Clear Sky Science · en
Evaluation and prediction of dominance degree for brick and stone cultural relics resources
Why Old Bricks and Stones Still Matter
Across China’s Hunan Province, thousands of temples, tombs, cliff carvings, and historic towns made from brick and stone quietly record more than two thousand years of history. Yet many of these treasures sit in the path of rapid urban growth, heavy tourism, and harsher weather. This study asks a simple but pressing question: can we use modern data and algorithms to see where these relics are thriving, where they are in danger, and where undiscovered sites are most likely hiding, before they are lost for good?

What the Study Looked At
The researchers focused on 1,448 officially registered brick and stone relics in Hunan, ranging from ancient bridges and grotto temples to modern revolutionary sites. They combined traditional maps with satellite images, population statistics, land use maps, traffic networks, rainfall patterns, and even social media check-ins from platforms like Weibo. Together, these sources describe three things: how rich an area is in heritage sites (“resource ontology”), how harsh the surroundings are for their survival (“environmental stress”), and how much people care about or visit them today (“social value”).

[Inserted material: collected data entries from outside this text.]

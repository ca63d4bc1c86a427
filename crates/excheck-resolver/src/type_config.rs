//! Type-configuration deriver.
//!
//! For a type, produce the value slots implied *by the type alone*:
//! function types contribute an `invoke` slot, future types an `await`
//! slot, structurally callable types (an instance `call` member) an
//! `invoke` slot through that member's declaration. Typedef aliases carry
//! their annotations onto the slot they produce.
//!
//! Everything here is type-driven and session-free: the slot throws come
//! from annotations on the alias or the `call` member, never from body
//! inference, so derivation terminates without the fixed-point engine.

use crate::annotations::declared_throws;
use crate::configuration::{Configuration, PromotionKind, PromotionMap};
use crate::throws::Throws;
use excheck_model::{Program, TypeId};

/// The value slots implied by `ty` alone.
pub fn type_configuration(program: &Program, ty: TypeId) -> PromotionMap {
    let types = &program.types;
    let mut map = PromotionMap::new();

    let future_value = types.future_value(ty);
    let function = types.as_function(ty).cloned();
    let callable = if function.is_none() {
        types.call_method(ty)
    } else {
        None
    };

    // A type that is both future-like and callable would make the alias
    // annotations ambiguous; they are dropped and only the shape drives
    // the slots.
    let ambiguous = future_value.is_some() && (function.is_some() || callable.is_some());
    let alias_throws = if ambiguous {
        Throws::empty()
    } else {
        alias_throws(program, ty)
    };

    if let Some(function) = function {
        map.insert(
            PromotionKind::Invoke,
            Configuration::new(
                alias_throws.clone(),
                type_configuration(program, function.return_type),
            ),
        );
    } else if let Some(call_member) = callable {
        let call = program.elements.get(call_member);
        let throws = if alias_throws.is_vacuous() {
            declared_throws(types, call).unwrap_or_else(Throws::empty)
        } else {
            alias_throws.clone()
        };
        let result = match call.ty {
            Some(return_type) => type_configuration(program, return_type),
            None => PromotionMap::new(),
        };
        map.insert(PromotionKind::Invoke, Configuration::new(throws, result));
    }

    if let Some(value) = future_value {
        map.insert(
            PromotionKind::Await,
            Configuration::new(alias_throws, type_configuration(program, value)),
        );
    }

    map
}

/// Annotations carried by the typedef a type was written through.
fn alias_throws(program: &Program, ty: TypeId) -> Throws {
    match program.types.alias_of(ty) {
        Some(alias) => declared_throws(&program.types, program.elements.get(alias))
            .unwrap_or_else(Throws::empty),
        None => Throws::empty(),
    }
}

#[cfg(test)]
mod tests {
    use super::*;
    use excheck_model::{Annotation, ElementKind, ProgramBuilder};

    #[test]
    fn function_type_contributes_invoke_slot() {
        let mut builder = ProgramBuilder::new("package:app/app.dart");
        let fn_ty = builder.types().function_type([], TypeId::VOID);
        let program = builder.finish();
        let map = type_configuration(&program, fn_ty);
        assert!(map.get(PromotionKind::Invoke).is_some());
        assert!(map.get(PromotionKind::Await).is_none());
    }

    #[test]
    fn future_type_contributes_await_slot() {
        let mut builder = ProgramBuilder::new("package:app/app.dart");
        let fut = builder.types().future(TypeId::OBJECT);
        let program = builder.finish();
        let map = type_configuration(&program, fut);
        assert!(map.get(PromotionKind::Await).is_some());
        assert!(map.get(PromotionKind::Invoke).is_none());
    }

    #[test]
    fn aliased_function_type_carries_typedef_annotations() {
        let mut builder = ProgramBuilder::new("package:app/app.dart");
        let alias = builder.typedef("SafeCallback", vec![Annotation::Safe]);
        let fn_ty = builder.types().function_type_aliased([], TypeId::VOID, alias);
        let program = builder.finish();
        let map = type_configuration(&program, fn_ty);
        let invoke = map.get(PromotionKind::Invoke).unwrap();
        assert!(invoke.throws.can_throw_undeclared);
        assert!(!invoke.throws.inferred);
    }

    #[test]
    fn future_of_function_nests_slots() {
        let mut builder = ProgramBuilder::new("package:app/app.dart");
        let fn_ty = builder.types().function_type([], TypeId::VOID);
        let fut = builder.types().future(fn_ty);
        let program = builder.finish();
        let map = type_configuration(&program, fut);
        let awaited = map.get(PromotionKind::Await).unwrap();
        assert!(awaited.invoke().is_some());
    }

    #[test]
    fn callable_class_contributes_invoke_through_call_member() {
        let mut builder = ProgramBuilder::new("package:app/app.dart");
        let (class, class_ty) = builder.class("Runner", None);
        let call = builder.member(class, "call", ElementKind::Method, Some(TypeId::VOID));
        builder.set_metadata(call, vec![Annotation::Throws(TypeId::EXCEPTION)]);
        let program = builder.finish();
        let map = type_configuration(&program, class_ty);
        let invoke = map.get(PromotionKind::Invoke).unwrap();
        assert_eq!(invoke.throws.thrown_types(), &[TypeId::EXCEPTION]);
    }

    #[test]
    fn plain_interface_contributes_nothing() {
        let mut builder = ProgramBuilder::new("package:app/app.dart");
        let (_, class_ty) = builder.class("Plain", None);
        let program = builder.finish();
        assert!(type_configuration(&program, class_ty).is_empty());
    }
}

Patterns Hidden in the Landscape
When the team mapped all of these sites, clear patterns emerged. The relics are not scattered at random; they cluster strongly along major rivers, trade routes, and in long-settled basins such as the Changsha–Zhuzhou–Xiangtan urban region and around Dongting Lake. Nearly half of all sites lie within 10 kilometers of a large river. Different types of relics favor different terrains: religious grottoes and defensive structures often occupy steeper, higher ground, while tombs and ancient villages hug lower, flatter valleys. Over time, from early dynasties to the modern era, heritage steadily expanded from low river plains into surrounding hills, reflecting shifting politics, population growth, and changing military needs.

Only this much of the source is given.